**Dataset entries:**
____________________

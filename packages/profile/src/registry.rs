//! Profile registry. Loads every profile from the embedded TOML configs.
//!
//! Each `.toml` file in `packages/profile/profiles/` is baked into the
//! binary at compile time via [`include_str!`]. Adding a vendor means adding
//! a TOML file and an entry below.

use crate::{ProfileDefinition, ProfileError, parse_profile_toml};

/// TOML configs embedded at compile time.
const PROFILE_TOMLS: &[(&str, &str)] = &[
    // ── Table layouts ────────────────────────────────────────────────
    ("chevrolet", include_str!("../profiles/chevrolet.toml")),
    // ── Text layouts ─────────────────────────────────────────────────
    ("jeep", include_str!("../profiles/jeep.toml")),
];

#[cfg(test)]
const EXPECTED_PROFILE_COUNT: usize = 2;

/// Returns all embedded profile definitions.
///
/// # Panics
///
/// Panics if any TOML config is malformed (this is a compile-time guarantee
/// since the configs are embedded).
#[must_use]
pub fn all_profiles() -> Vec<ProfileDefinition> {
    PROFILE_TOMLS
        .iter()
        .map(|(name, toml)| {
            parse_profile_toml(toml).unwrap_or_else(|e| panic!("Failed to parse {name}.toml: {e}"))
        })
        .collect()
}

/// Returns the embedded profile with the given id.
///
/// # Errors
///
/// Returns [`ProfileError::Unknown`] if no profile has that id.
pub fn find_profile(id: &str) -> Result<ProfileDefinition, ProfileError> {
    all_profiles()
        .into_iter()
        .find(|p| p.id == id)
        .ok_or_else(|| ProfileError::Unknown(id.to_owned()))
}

____________________

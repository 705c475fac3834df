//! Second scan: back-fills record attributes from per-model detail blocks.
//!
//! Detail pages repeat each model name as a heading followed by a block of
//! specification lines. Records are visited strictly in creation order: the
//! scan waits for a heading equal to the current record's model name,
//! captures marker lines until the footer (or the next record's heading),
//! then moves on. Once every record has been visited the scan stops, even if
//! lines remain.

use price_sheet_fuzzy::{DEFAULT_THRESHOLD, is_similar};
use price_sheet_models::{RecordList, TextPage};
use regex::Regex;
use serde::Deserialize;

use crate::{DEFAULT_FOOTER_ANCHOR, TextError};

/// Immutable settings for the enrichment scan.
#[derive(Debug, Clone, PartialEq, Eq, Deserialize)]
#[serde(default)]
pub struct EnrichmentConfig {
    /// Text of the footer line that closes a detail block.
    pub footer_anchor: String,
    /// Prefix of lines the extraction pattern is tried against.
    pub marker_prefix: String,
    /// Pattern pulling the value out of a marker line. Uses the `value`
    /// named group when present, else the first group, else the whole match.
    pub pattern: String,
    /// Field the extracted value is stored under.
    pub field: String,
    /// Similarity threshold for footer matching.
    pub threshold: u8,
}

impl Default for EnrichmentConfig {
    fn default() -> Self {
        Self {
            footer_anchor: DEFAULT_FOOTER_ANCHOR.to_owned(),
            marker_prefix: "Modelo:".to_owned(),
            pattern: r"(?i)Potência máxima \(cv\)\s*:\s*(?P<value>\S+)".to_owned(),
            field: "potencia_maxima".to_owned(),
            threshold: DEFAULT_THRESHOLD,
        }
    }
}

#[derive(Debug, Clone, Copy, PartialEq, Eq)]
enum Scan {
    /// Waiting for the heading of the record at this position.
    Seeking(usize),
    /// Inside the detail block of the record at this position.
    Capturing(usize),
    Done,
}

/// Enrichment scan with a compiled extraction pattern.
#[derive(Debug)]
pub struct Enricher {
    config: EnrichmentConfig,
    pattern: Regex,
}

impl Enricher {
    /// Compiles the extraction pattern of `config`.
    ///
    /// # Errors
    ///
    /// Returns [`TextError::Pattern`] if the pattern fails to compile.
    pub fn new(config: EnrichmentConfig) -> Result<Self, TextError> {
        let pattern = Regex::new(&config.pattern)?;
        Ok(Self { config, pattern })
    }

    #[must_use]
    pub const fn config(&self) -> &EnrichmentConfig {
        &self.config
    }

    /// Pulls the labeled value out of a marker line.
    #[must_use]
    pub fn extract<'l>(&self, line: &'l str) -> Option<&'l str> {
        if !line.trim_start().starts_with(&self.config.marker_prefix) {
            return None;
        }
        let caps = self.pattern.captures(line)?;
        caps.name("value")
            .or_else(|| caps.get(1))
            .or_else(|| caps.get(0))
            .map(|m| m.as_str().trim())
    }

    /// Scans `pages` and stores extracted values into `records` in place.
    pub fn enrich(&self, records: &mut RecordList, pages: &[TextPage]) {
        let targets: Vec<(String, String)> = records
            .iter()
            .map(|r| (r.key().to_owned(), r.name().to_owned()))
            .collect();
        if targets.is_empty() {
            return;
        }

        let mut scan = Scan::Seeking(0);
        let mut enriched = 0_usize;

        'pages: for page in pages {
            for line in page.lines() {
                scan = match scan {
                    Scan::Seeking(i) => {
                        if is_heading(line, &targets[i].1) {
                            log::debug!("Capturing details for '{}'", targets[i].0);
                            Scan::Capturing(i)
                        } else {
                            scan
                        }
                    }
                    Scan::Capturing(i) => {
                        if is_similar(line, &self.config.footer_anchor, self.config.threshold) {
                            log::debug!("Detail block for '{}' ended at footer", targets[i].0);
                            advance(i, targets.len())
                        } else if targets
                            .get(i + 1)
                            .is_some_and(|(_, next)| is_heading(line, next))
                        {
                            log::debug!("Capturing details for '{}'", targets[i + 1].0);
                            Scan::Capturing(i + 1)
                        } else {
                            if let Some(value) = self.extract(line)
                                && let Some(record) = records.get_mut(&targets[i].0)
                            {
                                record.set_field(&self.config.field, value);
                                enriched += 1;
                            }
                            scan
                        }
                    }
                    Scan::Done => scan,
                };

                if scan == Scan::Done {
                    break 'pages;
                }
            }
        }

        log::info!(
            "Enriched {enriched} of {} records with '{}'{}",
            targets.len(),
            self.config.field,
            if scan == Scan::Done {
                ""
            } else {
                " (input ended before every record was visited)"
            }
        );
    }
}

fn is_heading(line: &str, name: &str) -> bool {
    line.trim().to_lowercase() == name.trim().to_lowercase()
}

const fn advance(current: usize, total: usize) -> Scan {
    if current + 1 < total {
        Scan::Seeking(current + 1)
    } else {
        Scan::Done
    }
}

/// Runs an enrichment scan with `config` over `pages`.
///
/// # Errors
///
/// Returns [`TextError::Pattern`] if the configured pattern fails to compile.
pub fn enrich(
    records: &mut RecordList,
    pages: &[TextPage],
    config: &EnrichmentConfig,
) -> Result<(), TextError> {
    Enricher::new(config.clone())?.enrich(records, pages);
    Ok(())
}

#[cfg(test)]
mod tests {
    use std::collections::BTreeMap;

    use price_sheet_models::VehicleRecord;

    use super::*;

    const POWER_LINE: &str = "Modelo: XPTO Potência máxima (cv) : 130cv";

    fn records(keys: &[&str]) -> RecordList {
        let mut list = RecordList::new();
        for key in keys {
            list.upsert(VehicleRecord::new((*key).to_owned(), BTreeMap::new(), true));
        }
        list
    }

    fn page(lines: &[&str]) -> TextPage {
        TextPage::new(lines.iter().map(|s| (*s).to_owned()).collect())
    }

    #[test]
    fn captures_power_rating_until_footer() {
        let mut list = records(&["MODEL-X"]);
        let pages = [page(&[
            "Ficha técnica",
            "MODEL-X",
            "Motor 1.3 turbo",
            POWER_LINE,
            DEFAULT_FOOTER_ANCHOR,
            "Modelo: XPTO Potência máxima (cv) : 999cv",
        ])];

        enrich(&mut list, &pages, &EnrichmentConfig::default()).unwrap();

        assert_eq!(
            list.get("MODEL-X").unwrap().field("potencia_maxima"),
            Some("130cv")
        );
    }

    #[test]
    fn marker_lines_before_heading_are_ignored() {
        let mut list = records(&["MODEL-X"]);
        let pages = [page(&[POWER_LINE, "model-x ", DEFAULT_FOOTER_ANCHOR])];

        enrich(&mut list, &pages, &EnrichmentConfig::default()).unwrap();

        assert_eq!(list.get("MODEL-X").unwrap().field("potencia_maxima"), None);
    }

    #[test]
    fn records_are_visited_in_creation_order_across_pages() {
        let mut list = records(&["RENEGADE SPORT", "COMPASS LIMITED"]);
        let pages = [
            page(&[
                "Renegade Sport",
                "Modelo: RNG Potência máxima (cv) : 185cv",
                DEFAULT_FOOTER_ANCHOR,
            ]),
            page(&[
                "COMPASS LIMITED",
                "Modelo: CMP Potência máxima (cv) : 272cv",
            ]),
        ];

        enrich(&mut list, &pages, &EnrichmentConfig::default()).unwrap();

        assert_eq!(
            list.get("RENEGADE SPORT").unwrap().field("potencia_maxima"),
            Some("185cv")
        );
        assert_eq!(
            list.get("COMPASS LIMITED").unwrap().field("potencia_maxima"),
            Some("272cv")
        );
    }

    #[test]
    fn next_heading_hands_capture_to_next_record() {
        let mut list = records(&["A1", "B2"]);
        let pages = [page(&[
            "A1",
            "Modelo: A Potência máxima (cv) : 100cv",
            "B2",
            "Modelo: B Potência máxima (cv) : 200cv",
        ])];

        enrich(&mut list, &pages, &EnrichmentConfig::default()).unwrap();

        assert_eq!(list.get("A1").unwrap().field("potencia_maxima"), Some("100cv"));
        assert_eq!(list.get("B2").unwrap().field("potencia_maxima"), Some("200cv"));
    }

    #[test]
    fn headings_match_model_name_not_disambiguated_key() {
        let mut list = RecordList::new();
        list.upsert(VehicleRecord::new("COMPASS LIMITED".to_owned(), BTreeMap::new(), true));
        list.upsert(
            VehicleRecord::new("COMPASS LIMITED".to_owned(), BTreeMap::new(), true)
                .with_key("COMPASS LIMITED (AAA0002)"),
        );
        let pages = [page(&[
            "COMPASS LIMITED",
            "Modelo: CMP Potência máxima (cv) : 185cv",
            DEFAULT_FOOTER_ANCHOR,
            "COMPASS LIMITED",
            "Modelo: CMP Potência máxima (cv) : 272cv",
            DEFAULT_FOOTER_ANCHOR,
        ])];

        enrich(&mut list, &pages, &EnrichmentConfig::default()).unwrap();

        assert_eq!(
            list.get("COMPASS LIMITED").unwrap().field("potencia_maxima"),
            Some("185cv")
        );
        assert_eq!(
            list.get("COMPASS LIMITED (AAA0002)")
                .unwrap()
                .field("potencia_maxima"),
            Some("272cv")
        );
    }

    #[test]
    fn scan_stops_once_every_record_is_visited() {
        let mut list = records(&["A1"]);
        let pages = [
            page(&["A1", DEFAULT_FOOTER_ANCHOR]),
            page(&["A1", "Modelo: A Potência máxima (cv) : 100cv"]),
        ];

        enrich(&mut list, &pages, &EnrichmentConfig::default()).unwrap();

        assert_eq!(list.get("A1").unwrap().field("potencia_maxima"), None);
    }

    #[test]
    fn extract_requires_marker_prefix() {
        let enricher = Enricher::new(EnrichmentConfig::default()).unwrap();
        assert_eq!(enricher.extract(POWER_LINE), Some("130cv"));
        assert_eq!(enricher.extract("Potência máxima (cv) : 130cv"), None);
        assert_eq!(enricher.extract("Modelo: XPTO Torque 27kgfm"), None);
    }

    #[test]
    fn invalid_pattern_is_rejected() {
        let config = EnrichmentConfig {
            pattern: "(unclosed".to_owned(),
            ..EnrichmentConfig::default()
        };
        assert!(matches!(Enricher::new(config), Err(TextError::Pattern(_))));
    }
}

____________________

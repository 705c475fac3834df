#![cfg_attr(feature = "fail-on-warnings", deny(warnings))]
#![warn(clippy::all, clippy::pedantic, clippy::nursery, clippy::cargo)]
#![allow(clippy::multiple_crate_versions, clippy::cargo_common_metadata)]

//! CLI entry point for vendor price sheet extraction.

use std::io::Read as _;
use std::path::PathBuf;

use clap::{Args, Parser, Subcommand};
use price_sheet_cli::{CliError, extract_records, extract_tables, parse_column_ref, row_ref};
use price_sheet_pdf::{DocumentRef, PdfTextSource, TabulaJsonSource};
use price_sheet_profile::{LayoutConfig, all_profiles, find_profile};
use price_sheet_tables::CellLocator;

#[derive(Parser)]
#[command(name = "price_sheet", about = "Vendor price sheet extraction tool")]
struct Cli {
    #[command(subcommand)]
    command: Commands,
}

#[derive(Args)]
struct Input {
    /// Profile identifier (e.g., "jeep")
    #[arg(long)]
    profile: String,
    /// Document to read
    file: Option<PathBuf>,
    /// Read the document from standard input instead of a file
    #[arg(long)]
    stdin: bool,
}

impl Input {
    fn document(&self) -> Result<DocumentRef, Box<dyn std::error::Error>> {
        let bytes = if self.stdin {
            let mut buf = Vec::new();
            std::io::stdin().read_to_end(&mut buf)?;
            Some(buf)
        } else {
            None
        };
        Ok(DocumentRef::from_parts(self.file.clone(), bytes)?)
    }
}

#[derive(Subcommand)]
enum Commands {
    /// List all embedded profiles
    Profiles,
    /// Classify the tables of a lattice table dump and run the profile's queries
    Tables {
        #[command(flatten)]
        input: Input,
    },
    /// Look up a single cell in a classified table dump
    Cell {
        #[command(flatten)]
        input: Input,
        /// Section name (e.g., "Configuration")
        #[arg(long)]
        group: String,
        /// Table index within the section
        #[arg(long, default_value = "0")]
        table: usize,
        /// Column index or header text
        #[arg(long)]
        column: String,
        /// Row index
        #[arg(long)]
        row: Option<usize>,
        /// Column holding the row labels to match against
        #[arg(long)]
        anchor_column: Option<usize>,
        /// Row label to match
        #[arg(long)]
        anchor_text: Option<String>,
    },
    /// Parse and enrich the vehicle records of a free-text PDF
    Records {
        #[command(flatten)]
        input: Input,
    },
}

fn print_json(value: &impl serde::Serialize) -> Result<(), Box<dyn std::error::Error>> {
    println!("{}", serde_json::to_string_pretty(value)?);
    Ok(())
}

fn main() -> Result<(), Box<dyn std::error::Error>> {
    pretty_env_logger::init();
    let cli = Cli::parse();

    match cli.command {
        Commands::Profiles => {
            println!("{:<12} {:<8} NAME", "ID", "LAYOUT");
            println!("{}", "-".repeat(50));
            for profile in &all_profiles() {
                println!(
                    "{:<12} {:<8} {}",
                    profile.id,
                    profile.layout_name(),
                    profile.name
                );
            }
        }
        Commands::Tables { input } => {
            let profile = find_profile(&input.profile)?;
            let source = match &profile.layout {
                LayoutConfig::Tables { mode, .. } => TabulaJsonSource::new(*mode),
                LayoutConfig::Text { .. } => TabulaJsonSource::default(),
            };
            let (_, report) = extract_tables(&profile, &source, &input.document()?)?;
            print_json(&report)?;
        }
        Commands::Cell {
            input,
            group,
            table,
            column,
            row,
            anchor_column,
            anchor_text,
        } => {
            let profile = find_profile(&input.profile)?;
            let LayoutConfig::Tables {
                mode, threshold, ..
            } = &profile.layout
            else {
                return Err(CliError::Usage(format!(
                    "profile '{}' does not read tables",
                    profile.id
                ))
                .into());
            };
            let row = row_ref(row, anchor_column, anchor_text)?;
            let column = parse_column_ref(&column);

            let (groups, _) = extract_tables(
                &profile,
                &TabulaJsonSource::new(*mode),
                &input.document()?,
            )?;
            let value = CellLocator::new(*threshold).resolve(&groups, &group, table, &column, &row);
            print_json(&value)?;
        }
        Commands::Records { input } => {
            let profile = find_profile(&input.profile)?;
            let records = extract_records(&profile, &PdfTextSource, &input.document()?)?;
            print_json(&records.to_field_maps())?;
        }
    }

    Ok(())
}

____________________

**Task details:**
Where a line of the records above holds the word "derive", copy that line.

**Result of the task:**
#[derive(Debug, Clone, PartialEq, Eq, Deserialize)]
#[derive(Debug, Clone, Copy, PartialEq, Eq)]
#[derive(Debug)]
#[derive(Parser)]
#[derive(Args)]
#[derive(Subcommand)]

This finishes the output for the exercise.